What you need to do
Among the records that follow, find the line with "a continuous stream" and the line with "Some(size) if size". Set down those lines and all lines between them exactly, without adding anything.

** Opening Stored data block **

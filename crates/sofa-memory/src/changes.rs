//! `_changes` in all three feed modes

use crate::design::FilterFn;
use crate::error::{ServerError, ServerResult};
use crate::store::Store;
use bytes::Bytes;
use parking_lot::Mutex;
use serde_json::json;
use sofa_core::{ChangeEvent, RevisionRef, Seq};
use sofa_protocol::{ChangesBatch, FeedMode, Params};
use sofa_transport::{TransportError, TransportResult};
use std::sync::Arc;
use std::time::Duration;
use tokio::sync::{broadcast, mpsc};
use tokio::time::Instant;
use tokio_util::sync::CancellationToken;
use tracing::{debug, trace};

/// Server-side default for `timeout`
pub const DEFAULT_TIMEOUT: Duration = Duration::from_secs(60);

/// How sequence numbers are rendered on the wire
#[derive(Debug, Clone, Copy, PartialEq, Eq, Default)]
pub enum SeqStyle {
    /// Plain integers
    #[default]
    Integer,
    /// `"<n>-<opaque>"` strings
    Opaque,
}

impl SeqStyle {
    pub fn render(&self, n: u64) -> Seq {
        match self {
            SeqStyle::Integer => Seq::Number(n),
            SeqStyle::Opaque => Seq::Opaque(format!("{}-g1AAAAB{:08x}", n, n)),
        }
    }
}

/// A parsed `_changes` request
pub struct ChangesQuery {
    pub mode: FeedMode,
    /// Position to start after; `None` means "now"
    pub since: Option<u64>,
    pub filter: Option<FilterFn>,
    pub include_docs: bool,
    pub limit: Option<usize>,
    pub timeout: Duration,
    pub heartbeat: Option<Duration>,
    pub params: Params,
}

fn millis(params: &Params, name: &str) -> ServerResult<Option<Duration>> {
    params
        .get(name)
        .map(|raw| {
            raw.parse::<u64>()
                .map(Duration::from_millis)
                .map_err(|_| ServerError::bad_request(format!("invalid {}: {}", name, raw)))
        })
        .transpose()
}

impl ChangesQuery {
    /// Parse request parameters; `filter` resolves `design/name` to a function
    pub fn parse(
        params: &Params,
        filter: impl FnOnce(&str, &str) -> ServerResult<FilterFn>,
    ) -> ServerResult<Self> {
        let mode = match params.get("feed") {
            Some(raw) => raw.parse().map_err(ServerError::from)?,
            None => FeedMode::Normal,
        };

        let since = match params.get("since") {
            None => Some(0),
            Some("now") => None,
            Some(raw) => Some(
                Seq::from(raw)
                    .position()
                    .ok_or_else(|| ServerError::bad_request(format!("invalid since: {}", raw)))?,
            ),
        };

        let filter = match params.get("filter") {
            None => None,
            Some(raw) => {
                let (design, name) = raw.split_once('/').ok_or_else(|| {
                    ServerError::bad_request(
                        "filter parameter must be of the form `designname/filtername`",
                    )
                })?;
                Some(filter(design, name)?)
            }
        };

        let limit = params
            .get("limit")
            .map(|raw| {
                raw.parse::<usize>()
                    .map_err(|_| ServerError::bad_request(format!("invalid limit: {}", raw)))
            })
            .transpose()?;

        Ok(Self {
            mode,
            since,
            filter,
            include_docs: params.get("include_docs") == Some("true"),
            limit,
            timeout: millis(params, "timeout")?.unwrap_or(DEFAULT_TIMEOUT),
            heartbeat: millis(params, "heartbeat")?,
            params: params.clone(),
        })
    }

    /// Collect changes after `since`.
    ///
    /// Returns the matching events and the position the scan reached, which
    /// moves past filtered-out changes too.
    pub fn scan(&self, store: &Store, since: u64, style: SeqStyle) -> (Vec<ChangeEvent>, u64) {
        let mut reached = since.max(store.update_seq());
        let mut events = Vec::new();

        for record in store.changes_since(since) {
            if self.limit.is_some_and(|limit| events.len() >= limit) {
                reached = record.seq - 1;
                break;
            }
            let doc = store.latest(&record.id);
            if let Some(filter) = &self.filter {
                match &doc {
                    Some(doc) if filter(doc, &self.params) => {}
                    _ => continue,
                }
            }
            events.push(ChangeEvent {
                seq: style.render(record.seq),
                id: record.id,
                changes: vec![RevisionRef { rev: record.rev }],
                deleted: record.deleted,
                doc: if self.include_docs { doc } else { None },
            });
        }
        (events, reached)
    }
}

/// Answer a normal or long-poll request
pub async fn batch(
    store: &Mutex<Store>,
    notify: &broadcast::Sender<u64>,
    query: &ChangesQuery,
    style: SeqStyle,
) -> ChangesBatch {
    // Subscribe before the first scan so no write slips between the two
    let mut rx = notify.subscribe();
    let deadline = Instant::now() + query.timeout;

    let mut since = match query.since {
        Some(since) => since,
        None => store.lock().update_seq(),
    };

    loop {
        let (results, reached) = query.scan(&store.lock(), since, style);
        since = reached;

        if query.mode != FeedMode::LongPoll || !results.is_empty() {
            let pending = query.limit.map(|_| store.lock().changes_since(reached).len() as u64);
            return ChangesBatch {
                results,
                last_seq: style.render(reached),
                pending,
            };
        }

        tokio::select! {
            _ = tokio::time::sleep_until(deadline) => {
                return ChangesBatch {
                    results,
                    last_seq: style.render(reached),
                    pending: None,
                };
            }
            r = rx.recv() => {
                if let Err(broadcast::error::RecvError::Closed) = r {
                    return ChangesBatch {
                        results,
                        last_seq: style.render(reached),
                        pending: None,
                    };
                }
            }
        }
    }
}

/// Sending half of a continuous stream
pub struct LineSink {
    tx: mpsc::Sender<TransportResult<Bytes>>,
    chunk_size: Option<usize>,
    cancel: CancellationToken,
}

impl LineSink {
    pub fn new(
        tx: mpsc::Sender<TransportResult<Bytes>>,
        chunk_size: Option<usize>,
        cancel: CancellationToken,
    ) -> Self {
        Self {
            tx,
            chunk_size,
            cancel,
        }
    }

    async fn send(&self, item: TransportResult<Bytes>) -> bool {
        tokio::select! {
            _ = self.cancel.cancelled() => false,
            r = self.tx.send(item) => r.is_ok(),
        }
    }

    /// Write one line, split into chunks when configured
    async fn line(&self, mut line: Vec<u8>) -> bool {
        line.push(b'\n');
        let bytes = Bytes::from(line);
        match self.chunk_size {
            Some(size) if size > 0 => {
                let mut offset = 0;
                while offset < bytes.len() {
                    let end = (offset + size).min(bytes.len());
                    if !self.send(Ok(bytes.slice(offset..end))).await {
                        return false;
                    }
                    offset = end;
                }
                true
            }
            _ => self.send(Ok(bytes)).await,
        }
    }
}

/// Drive a continuous feed until timeout, disconnect or severing
pub async fn continuous(
    store: Arc<Mutex<Store>>,
    notify: broadcast::Sender<u64>,
    query: ChangesQuery,
    style: SeqStyle,
    sink: LineSink,
) {
    stream_changes(store, notify, query, style, &sink).await;

    if sink.cancel.is_cancelled() {
        debug!("continuous feed severed");
        let reset = Err(TransportError::Disconnected("connection reset by server".into()));
        let _ = tokio::time::timeout(Duration::from_secs(1), sink.tx.send(reset)).await;
    }
}

async fn stream_changes(
    store: Arc<Mutex<Store>>,
    notify: broadcast::Sender<u64>,
    query: ChangesQuery,
    style: SeqStyle,
    sink: &LineSink,
) {
    let mut rx = notify.subscribe();
    let deadline = Instant::now() + query.timeout;
    let mut since = match query.since {
        Some(since) => since,
        None => store.lock().update_seq(),
    };
    let mut heartbeat = query
        .heartbeat
        .map(|period| tokio::time::interval_at(Instant::now() + period, period));

    debug!(since, "continuous feed started");

    loop {
        let (events, reached) = query.scan(&store.lock(), since, style);
        for event in events {
            let line = match serde_json::to_vec(&event) {
                Ok(line) => line,
                Err(_) => return,
            };
            trace!(id = %event.id, seq = %event.seq, "streaming change");
            if !sink.line(line).await {
                return;
            }
        }
        since = reached;

        tokio::select! {
            _ = sink.cancel.cancelled() => return,
            _ = sink.tx.closed() => {
                debug!("continuous feed reader went away");
                return;
            }
            _ = tokio::time::sleep_until(deadline) => {
                let last = json!({ "last_seq": style.render(since) });
                let _ = sink.line(last.to_string().into_bytes()).await;
                return;
            }
            _ = async {
                match heartbeat.as_mut() {
                    Some(interval) => { interval.tick().await; }
                    None => std::future::pending::<()>().await,
                }
            } => {
                if !sink.line(Vec::new()).await {
                    return;
                }
            }
            r = rx.recv() => {
                if let Err(broadcast::error::RecvError::Closed) = r {
                    return;
                }
            }
        }
    }
}
//! View result rows and their projections

use crate::document::Document;
use crate::error::Result;
use crate::value::Value;
use serde::de::DeserializeOwned;
use serde::{Deserialize, Serialize};

/// One row of a view, `_all_docs` or list source
#[derive(Debug, Clone, Default, PartialEq, Serialize, Deserialize)]
pub struct ViewRow {
    /// Source document id; absent on reduced rows
    #[serde(default, skip_serializing_if = "Option::is_none")]
    pub id: Option<String>,

    #[serde(default)]
    pub key: Value,

    #[serde(default)]
    pub value: Value,

    /// Embedded document, only with `include_docs=true`
    #[serde(default, skip_serializing_if = "Option::is_none")]
    pub doc: Option<Document>,

    /// Per-row error, e.g. `not_found` for a missing key in a keyed query
    #[serde(default, skip_serializing_if = "Option::is_none")]
    pub error: Option<String>,
}

/// Decoded result of a view query.
///
/// This is the single canonical row type; the projection methods below
/// replace per-shape accessor variants.
#[derive(Debug, Clone, Default, PartialEq, Serialize, Deserialize)]
pub struct ViewRows {
    #[serde(default, skip_serializing_if = "Option::is_none")]
    pub total_rows: Option<u64>,

    #[serde(default, skip_serializing_if = "Option::is_none")]
    pub offset: Option<u64>,

    pub rows: Vec<ViewRow>,
}

impl ViewRows {
    pub fn len(&self) -> usize {
        self.rows.len()
    }

    pub fn is_empty(&self) -> bool {
        self.rows.is_empty()
    }

    pub fn keys(&self) -> impl Iterator<Item = &Value> {
        self.rows.iter().map(|r| &r.key)
    }

    pub fn values(&self) -> impl Iterator<Item = &Value> {
        self.rows.iter().map(|r| &r.value)
    }

    /// Key/value pairs in row order
    pub fn items(&self) -> impl Iterator<Item = (&Value, &Value)> {
        self.rows.iter().map(|r| (&r.key, &r.value))
    }

    /// Source document ids of rows that have one
    pub fn ids(&self) -> impl Iterator<Item = &str> {
        self.rows.iter().filter_map(|r| r.id.as_deref())
    }

    /// Embedded documents of rows that have one
    pub fn docs(&self) -> impl Iterator<Item = &Document> {
        self.rows.iter().filter_map(|r| r.doc.as_ref())
    }

    pub fn decode_keys<T: DeserializeOwned>(&self) -> Result<Vec<T>> {
        self.keys().map(Value::deserialize_into).collect()
    }

    pub fn decode_values<T: DeserializeOwned>(&self) -> Result<Vec<T>> {
        self.values().map(Value::deserialize_into).collect()
    }

    pub fn decode_docs<T: DeserializeOwned>(&self) -> Result<Vec<T>> {
        self.docs().map(Document::decode).collect()
    }
}

impl IntoIterator for ViewRows {
    type Item = ViewRow;
    type IntoIter = std::vec::IntoIter<ViewRow>;

    fn into_iter(self) -> Self::IntoIter {
        self.rows.into_iter()
    }
}
//! Client error types

use sofa_protocol::{ErrorBody, ProtocolError, Response};
use sofa_transport::TransportError;
use thiserror::Error;

/// Classification of a non-2xx status
#[derive(Debug, Clone, Copy, PartialEq, Eq, Hash)]
pub enum StatusKind {
    BadRequest,
    Unauthorized,
    Forbidden,
    NotFound,
    Conflict,
    PreconditionFailed,
    ExpectationFailed,
    Server,
    Other,
}

/// A non-2xx response, with the server's `{error, reason}` when it sent one
#[derive(Error, Debug, Clone, PartialEq, Eq)]
#[error("HTTP {status}: {}", describe(.error, .reason))]
pub struct StatusError {
    pub status: u16,
    pub error: Option<String>,
    pub reason: Option<String>,
}

impl StatusError {
    pub fn new(status: u16, body: Option<ErrorBody>) -> Self {
        let (error, reason) = match body {
            Some(body) => (Some(body.error), Some(body.reason).filter(|r| !r.is_empty())),
            None => (None, None),
        };
        Self {
            status,
            error,
            reason,
        }
    }

    pub fn from_response(response: &Response) -> Self {
        Self::new(response.status, response.error_body())
    }

    pub fn kind(&self) -> StatusKind {
        match self.status {
            400 => StatusKind::BadRequest,
            401 => StatusKind::Unauthorized,
            403 => StatusKind::Forbidden,
            404 => StatusKind::NotFound,
            409 => StatusKind::Conflict,
            412 => StatusKind::PreconditionFailed,
            417 => StatusKind::ExpectationFailed,
            500..=599 => StatusKind::Server,
            _ => StatusKind::Other,
        }
    }

    /// Server trouble or throttling, as opposed to a bad request
    pub fn is_retryable(&self) -> bool {
        matches!(self.status, 408 | 429 | 500..=599)
    }
}

fn describe(error: &Option<String>, reason: &Option<String>) -> String {
    match (error, reason) {
        (Some(error), Some(reason)) => format!("{} ({})", error, reason),
        (Some(error), None) => error.clone(),
        _ => "no error body".to_string(),
    }
}

/// Client errors
#[derive(Error, Debug)]
pub enum Error {
    #[error("Transport error: {0}")]
    Transport(#[from] TransportError),

    #[error(transparent)]
    Status(#[from] StatusError),

    #[error("Decode error: {0}")]
    Decode(String),

    #[error("Protocol error: {0}")]
    Protocol(#[from] ProtocolError),

    #[error("Core error: {0}")]
    Core(#[from] sofa_core::Error),

    #[error("Operation cancelled")]
    Cancelled,
}

impl Error {
    pub(crate) fn decode(what: &str, err: impl std::fmt::Display) -> Self {
        Error::Decode(format!("{}: {}", what, err))
    }

    /// Status code, for status errors
    pub fn status(&self) -> Option<u16> {
        match self {
            Error::Status(e) => Some(e.status),
            _ => None,
        }
    }

    pub fn kind(&self) -> Option<StatusKind> {
        match self {
            Error::Status(e) => Some(e.kind()),
            _ => None,
        }
    }

    pub fn is_not_found(&self) -> bool {
        self.kind() == Some(StatusKind::NotFound)
    }

    pub fn is_conflict(&self) -> bool {
        self.kind() == Some(StatusKind::Conflict)
    }

    /// Whether a changes feed should reconnect after this error
    pub fn is_retryable(&self) -> bool {
        match self {
            Error::Transport(e) => e.is_retryable(),
            Error::Status(e) => e.is_retryable(),
            _ => false,
        }
    }
}

/// Result type for client operations
pub type Result<T> = std::result::Result<T, Error>;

** Closing Stored data block **

Expected answer
/// Sending half of a continuous stream
pub struct LineSink {
    tx: mpsc::Sender<TransportResult<Bytes>>,
    chunk_size: Option<usize>,
    cancel: CancellationToken,
}

impl LineSink {
    pub fn new(
        tx: mpsc::Sender<TransportResult<Bytes>>,
        chunk_size: Option<usize>,
        cancel: CancellationToken,
    ) -> Self {
        Self {
            tx,
            chunk_size,
            cancel,
        }
    }

    async fn send(&self, item: TransportResult<Bytes>) -> bool {
        tokio::select! {
            _ = self.cancel.cancelled() => false,
            r = self.tx.send(item) => r.is_ok(),
        }
    }

    /// Write one line, split into chunks when configured
    async fn line(&self, mut line: Vec<u8>) -> bool {
        line.push(b'\n');
        let bytes = Bytes::from(line);
        match self.chunk_size {
            Some(size) if size > 0 => {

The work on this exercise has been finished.